Using the listing below, print exactly everything from the line with "y: self.x *" down to the line with "Identity rotation and", both included, and nothing more.

* _Data_
********************
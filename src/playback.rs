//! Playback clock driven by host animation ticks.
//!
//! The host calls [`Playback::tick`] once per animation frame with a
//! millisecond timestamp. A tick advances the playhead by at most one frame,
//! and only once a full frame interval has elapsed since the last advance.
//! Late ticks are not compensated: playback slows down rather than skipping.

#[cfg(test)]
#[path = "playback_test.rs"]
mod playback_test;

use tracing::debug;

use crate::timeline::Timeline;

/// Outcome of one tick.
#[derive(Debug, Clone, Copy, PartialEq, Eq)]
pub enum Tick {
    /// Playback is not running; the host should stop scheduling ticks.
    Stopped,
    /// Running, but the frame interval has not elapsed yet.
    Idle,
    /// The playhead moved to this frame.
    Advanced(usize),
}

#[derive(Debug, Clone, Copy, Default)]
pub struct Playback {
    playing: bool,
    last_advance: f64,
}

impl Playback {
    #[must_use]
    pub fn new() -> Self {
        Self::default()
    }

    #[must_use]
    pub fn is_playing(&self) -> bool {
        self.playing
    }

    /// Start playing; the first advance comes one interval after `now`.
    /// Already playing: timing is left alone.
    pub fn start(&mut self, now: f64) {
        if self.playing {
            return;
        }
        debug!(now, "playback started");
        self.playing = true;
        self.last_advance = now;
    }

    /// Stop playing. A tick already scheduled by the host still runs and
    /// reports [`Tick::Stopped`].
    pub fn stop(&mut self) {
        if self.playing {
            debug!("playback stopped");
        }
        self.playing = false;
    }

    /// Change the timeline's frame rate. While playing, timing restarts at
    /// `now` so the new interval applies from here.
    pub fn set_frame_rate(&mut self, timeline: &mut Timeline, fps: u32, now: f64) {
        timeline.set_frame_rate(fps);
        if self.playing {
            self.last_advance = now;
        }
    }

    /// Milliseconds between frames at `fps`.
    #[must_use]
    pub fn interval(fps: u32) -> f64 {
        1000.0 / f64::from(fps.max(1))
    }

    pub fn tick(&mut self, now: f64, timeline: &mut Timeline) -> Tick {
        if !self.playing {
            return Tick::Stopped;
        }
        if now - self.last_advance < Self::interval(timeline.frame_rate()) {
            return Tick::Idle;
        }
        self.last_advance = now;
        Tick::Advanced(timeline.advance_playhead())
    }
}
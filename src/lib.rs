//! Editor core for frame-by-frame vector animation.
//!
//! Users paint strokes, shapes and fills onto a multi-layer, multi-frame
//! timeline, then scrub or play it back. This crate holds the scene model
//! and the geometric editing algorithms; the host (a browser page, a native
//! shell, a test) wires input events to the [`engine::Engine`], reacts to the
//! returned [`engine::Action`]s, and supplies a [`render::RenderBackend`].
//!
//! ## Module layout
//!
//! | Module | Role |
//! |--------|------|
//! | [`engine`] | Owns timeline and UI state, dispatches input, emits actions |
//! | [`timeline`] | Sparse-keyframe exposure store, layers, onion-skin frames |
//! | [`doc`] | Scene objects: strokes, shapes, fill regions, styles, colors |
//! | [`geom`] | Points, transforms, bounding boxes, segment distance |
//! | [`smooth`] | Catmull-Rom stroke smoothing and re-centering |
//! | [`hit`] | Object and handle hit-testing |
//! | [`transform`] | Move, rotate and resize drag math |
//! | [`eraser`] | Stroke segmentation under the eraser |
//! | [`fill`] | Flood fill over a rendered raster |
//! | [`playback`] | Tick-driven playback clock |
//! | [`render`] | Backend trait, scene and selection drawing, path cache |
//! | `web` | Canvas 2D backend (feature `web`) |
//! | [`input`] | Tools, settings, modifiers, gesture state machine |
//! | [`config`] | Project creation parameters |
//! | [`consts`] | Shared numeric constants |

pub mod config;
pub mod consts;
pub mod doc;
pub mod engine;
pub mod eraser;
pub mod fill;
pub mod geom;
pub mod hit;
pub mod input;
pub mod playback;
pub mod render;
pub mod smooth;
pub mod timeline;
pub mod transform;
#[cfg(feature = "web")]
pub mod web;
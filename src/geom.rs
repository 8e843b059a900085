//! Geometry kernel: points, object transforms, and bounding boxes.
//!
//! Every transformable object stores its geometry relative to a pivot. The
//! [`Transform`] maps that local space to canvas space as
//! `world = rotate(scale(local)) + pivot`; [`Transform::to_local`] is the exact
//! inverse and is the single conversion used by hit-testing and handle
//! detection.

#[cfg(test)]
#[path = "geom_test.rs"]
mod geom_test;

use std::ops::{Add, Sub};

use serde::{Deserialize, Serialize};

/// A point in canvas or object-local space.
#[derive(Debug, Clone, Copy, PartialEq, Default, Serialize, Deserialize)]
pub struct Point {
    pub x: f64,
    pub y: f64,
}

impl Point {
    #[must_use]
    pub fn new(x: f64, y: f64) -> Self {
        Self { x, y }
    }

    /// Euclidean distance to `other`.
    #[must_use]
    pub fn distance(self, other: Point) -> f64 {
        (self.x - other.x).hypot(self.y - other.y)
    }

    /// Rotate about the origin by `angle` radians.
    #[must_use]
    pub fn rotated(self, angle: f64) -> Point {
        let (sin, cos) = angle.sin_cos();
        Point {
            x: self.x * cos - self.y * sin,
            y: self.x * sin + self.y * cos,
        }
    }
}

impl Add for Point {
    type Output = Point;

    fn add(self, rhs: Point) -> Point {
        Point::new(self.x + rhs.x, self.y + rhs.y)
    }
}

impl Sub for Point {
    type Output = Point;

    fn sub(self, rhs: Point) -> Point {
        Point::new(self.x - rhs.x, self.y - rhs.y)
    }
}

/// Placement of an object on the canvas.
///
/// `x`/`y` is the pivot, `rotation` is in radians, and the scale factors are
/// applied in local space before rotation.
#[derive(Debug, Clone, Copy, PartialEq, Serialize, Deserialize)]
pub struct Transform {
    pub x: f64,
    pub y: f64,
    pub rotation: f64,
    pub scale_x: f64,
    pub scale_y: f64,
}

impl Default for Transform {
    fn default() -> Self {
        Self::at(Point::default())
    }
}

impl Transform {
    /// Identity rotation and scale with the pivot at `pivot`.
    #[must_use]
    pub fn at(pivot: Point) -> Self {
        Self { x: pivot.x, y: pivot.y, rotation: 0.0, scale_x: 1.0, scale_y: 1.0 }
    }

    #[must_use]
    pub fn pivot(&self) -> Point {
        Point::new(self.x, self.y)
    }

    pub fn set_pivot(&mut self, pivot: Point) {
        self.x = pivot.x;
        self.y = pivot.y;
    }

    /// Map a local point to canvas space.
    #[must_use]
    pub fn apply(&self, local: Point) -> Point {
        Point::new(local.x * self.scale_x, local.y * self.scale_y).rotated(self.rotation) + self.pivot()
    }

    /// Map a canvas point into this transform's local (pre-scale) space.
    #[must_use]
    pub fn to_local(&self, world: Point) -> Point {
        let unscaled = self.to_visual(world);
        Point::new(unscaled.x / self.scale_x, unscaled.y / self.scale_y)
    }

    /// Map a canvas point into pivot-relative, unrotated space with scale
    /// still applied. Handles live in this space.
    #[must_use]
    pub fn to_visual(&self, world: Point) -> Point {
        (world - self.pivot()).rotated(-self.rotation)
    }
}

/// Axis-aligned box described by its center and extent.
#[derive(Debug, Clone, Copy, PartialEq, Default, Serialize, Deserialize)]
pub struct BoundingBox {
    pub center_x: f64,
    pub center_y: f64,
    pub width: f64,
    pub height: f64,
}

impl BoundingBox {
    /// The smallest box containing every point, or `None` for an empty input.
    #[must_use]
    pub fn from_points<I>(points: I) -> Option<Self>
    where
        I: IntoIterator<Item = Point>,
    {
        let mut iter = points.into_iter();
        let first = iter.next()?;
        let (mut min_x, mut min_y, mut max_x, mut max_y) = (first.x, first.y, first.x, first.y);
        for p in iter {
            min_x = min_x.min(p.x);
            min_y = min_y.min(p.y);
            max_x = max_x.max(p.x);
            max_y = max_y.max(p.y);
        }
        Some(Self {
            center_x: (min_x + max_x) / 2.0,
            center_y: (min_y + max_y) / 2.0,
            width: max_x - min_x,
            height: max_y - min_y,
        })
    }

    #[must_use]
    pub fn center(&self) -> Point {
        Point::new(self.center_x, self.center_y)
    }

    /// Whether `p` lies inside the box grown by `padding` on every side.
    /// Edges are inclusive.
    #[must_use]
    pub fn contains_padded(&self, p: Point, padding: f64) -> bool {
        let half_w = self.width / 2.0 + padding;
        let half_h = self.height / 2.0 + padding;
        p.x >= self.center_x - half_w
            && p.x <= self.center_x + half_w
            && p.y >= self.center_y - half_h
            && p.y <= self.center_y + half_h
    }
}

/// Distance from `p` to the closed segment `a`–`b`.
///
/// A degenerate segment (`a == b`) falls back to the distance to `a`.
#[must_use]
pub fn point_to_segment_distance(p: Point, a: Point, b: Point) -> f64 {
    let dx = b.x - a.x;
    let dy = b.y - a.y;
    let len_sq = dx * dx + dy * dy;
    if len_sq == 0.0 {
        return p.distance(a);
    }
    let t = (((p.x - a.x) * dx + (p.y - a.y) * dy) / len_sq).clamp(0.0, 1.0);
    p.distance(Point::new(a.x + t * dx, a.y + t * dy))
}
********************
* _Answer area_
            y: self.x * sin + self.y * cos,
        }
    }
}

impl Add for Point {
    type Output = Point;

    fn add(self, rhs: Point) -> Point {
        Point::new(self.x + rhs.x, self.y + rhs.y)
    }
}

impl Sub for Point {
    type Output = Point;

    fn sub(self, rhs: Point) -> Point {
        Point::new(self.x - rhs.x, self.y - rhs.y)
    }
}

/// Placement of an object on the canvas.
///
/// `x`/`y` is the pivot, `rotation` is in radians, and the scale factors are
/// applied in local space before rotation.
#[derive(Debug, Clone, Copy, PartialEq, Serialize, Deserialize)]
pub struct Transform {
    pub x: f64,
    pub y: f64,
    pub rotation: f64,
    pub scale_x: f64,
    pub scale_y: f64,
}

impl Default for Transform {
    fn default() -> Self {
        Self::at(Point::default())
    }
}

impl Transform {
    /// Identity rotation and scale with the pivot at `pivot`.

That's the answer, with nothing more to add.